Problem requirements:
Lines that include "extensions" make up the answer; copy all of them from the data below.
-------
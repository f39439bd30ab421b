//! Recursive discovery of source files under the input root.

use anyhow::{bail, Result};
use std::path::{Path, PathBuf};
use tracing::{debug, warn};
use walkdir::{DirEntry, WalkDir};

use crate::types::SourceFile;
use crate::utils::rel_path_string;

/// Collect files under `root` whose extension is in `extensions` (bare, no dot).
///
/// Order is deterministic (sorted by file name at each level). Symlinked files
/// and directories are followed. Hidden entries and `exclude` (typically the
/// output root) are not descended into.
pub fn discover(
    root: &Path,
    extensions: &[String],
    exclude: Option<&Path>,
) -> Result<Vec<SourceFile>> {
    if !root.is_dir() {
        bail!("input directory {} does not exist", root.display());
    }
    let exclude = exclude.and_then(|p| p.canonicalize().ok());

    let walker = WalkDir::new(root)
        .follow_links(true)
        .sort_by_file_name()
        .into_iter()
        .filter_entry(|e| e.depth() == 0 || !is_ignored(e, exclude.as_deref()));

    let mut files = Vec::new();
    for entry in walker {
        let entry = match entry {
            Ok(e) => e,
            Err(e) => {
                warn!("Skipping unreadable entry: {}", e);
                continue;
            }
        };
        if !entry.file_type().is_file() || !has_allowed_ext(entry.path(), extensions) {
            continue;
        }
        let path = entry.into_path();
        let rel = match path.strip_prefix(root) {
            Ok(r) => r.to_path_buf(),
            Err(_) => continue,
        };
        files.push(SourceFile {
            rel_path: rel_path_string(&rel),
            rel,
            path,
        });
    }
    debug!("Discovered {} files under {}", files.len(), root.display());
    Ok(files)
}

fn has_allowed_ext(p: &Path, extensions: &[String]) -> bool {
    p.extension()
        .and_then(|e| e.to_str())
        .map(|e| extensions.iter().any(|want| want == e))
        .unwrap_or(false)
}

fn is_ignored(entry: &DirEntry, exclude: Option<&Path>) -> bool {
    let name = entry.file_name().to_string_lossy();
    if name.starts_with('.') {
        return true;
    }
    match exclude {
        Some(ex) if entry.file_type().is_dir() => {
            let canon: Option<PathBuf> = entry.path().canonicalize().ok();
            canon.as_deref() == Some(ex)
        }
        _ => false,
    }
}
-------
Response box:
/// Collect files under `root` whose extension is in `extensions` (bare, no dot).
    extensions: &[String],
        if !entry.file_type().is_file() || !has_allowed_ext(entry.path(), extensions) {
fn has_allowed_ext(p: &Path, extensions: &[String]) -> bool {
        .map(|e| extensions.iter().any(|want| want == e))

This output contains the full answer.